Being very poor; poverty.
Often hyperbolic or poetic in use
Examples:
The weariest and most loathed worldly life
That age, ache, penury, and imprisonment
Can lay on nature is a paradise
To what we fear of death.
— William Shakespeare, Measure for Measure, Act III, sc. i
It is beyond belief that we know so little about how people get rich or poor, about how it is they come to dwell in comfort and health or die in penury and disease.
— Benoît Mandelbrot, The (Mis)Behavior of Markets (2004)
That sovereign of insufferables, Oscar Wilde has ensued with his opulence of twaddle and his penury of sense. He has mounted his hind legs and blown crass vapidities through the bowel of his neck, to the capital edification of circumjacent fools and foolesses, fooling with their foolers. He has tossed off the top of his head and uttered himself in copious overflows of ghastly bosh. The ineffable dunce has nothing to say and says it—says it with a liberal embellishment of bad delivery, embroidering it with reasonless vulgarities of attitude, gesture and attire.

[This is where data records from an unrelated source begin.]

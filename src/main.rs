use backcast::cli::{Cli, run};
use clap::Parser;
use tracing_subscriber::EnvFilter;

fn main() -> std::process::ExitCode {
    tracing_subscriber::fmt()
        .with_env_filter(
            EnvFilter::try_from_default_env().unwrap_or_else(|_| EnvFilter::new("info")),
        )
        .with_writer(std::io::stderr)
        .init();

    run(Cli::parse())
}
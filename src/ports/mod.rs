//! Port traits decoupling the domain from I/O.

pub mod config_port;
pub mod data_port;
pub mod report_port;
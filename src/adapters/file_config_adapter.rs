//! INI file configuration adapter.

use crate::ports::config_port::ConfigPort;
use configparser::ini::Ini;
use std::path::Path;

#[derive(Debug)]
pub struct FileConfigAdapter {
    config: Ini,
}

impl FileConfigAdapter {
    pub fn from_file<P: AsRef<Path>>(path: P) -> std::io::Result<Self> {
        let mut config = Ini::new();
        config.load(path).map_err(std::io::Error::other)?;
        Ok(Self { config })
    }

    pub fn from_string(content: &str) -> Result<Self, String> {
        let mut config = Ini::new();
        config.read(content.to_string())?;
        Ok(Self { config })
    }
}

impl ConfigPort for FileConfigAdapter {
    fn get_string(&self, section: &str, key: &str) -> Option<String> {
        self.config.get(section, key)
    }

    fn keys(&self, section: &str) -> Vec<String> {
        let mut keys: Vec<String> = self
            .config
            .get_map_ref()
            .get(&section.to_lowercase())
            .map(|entries| entries.keys().cloned().collect())
            .unwrap_or_default();
        keys.sort();
        keys
    }
}

#[cfg(test)]
mod tests {
    use super::*;
    use std::io::Write;
    use tempfile::NamedTempFile;

    fn create_temp_config(content: &str) -> NamedTempFile {
        let mut file = NamedTempFile::new().unwrap();
        write!(file, "{}", content).unwrap();
        file
    }

    #[test]
    fn from_string_parses_config() {
        let content = r#"
[backtest]
initial_capital = 10000

[strategy]
name = sma_cross
fast = 10
"#;
        let adapter = FileConfigAdapter::from_string(content).unwrap();
        assert_eq!(
            adapter.get_string("strategy", "name"),
            Some("sma_cross".to_string())
        );
        assert_eq!(adapter.get_string("strategy", "fast"), Some("10".to_string()));
    }

    #[test]
    fn get_string_returns_none_for_missing_key() {
        let adapter =
            FileConfigAdapter::from_string("[backtest]\ninitial_capital = 100\n").unwrap();
        assert_eq!(adapter.get_string("backtest", "missing"), None);
        assert_eq!(adapter.get_string("missing_section", "key"), None);
    }

    #[test]
    fn keys_lists_section_sorted() {
        let adapter =
            FileConfigAdapter::from_string("[strategy]\nslow = 50\nname = sma_cross\nfast = 20\n")
                .unwrap();
        assert_eq!(adapter.keys("strategy"), vec!["fast", "name", "slow"]);
        assert!(adapter.keys("missing").is_empty());
    }

    #[test]
    fn keys_and_lookup_ignore_case() {
        let adapter = FileConfigAdapter::from_string("[Indicator.SMA]\nPeriod = 9\n").unwrap();
        assert_eq!(adapter.keys("indicator.sma"), vec!["period"]);
        assert_eq!(adapter.get_string("indicator.sma", "period"), Some("9".to_string()));
    }

    #[test]
    fn from_file_reads_config() {
        let file = create_temp_config("[indicators]\nactive = sma, rsi\n");
        let adapter = FileConfigAdapter::from_file(file.path()).unwrap();
        assert_eq!(
            adapter.get_string("indicators", "active"),
            Some("sma, rsi".to_string())
        );
    }

    #[test]
    fn from_file_returns_error_for_missing_file() {
        let result = FileConfigAdapter::from_file("/nonexistent/path/config.ini");
        assert!(result.is_err());
    }
}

— Ambrose Bierce, Wasp, 1882
The price of contributing to the greatest literature the world has ever seen is often struggle and penury: art is still too often its own reward. It is salutary sometimes to think of the early deaths of Keats, Shelley, Byron, Chatterton, Dylan Thomas, of the Grub Street struggles of Dr. Johnson, the despair of Gissing and Francis Thompson.
— Anthony Burgess, English Literature: A Survey for Students (1958)
I wanted to see if the sky would fall: you see writers are routinely schooled by their peers that maximal copyright is the only thing that stands between us and penury
— Cory Doctorow, Down and Out in the Magic Kingdom
Etymology:
Penuria is Latin for “want or need”. Same origin as “paena”, “barely or almost”, like “paena insula”, “almost an island”…now peninsula.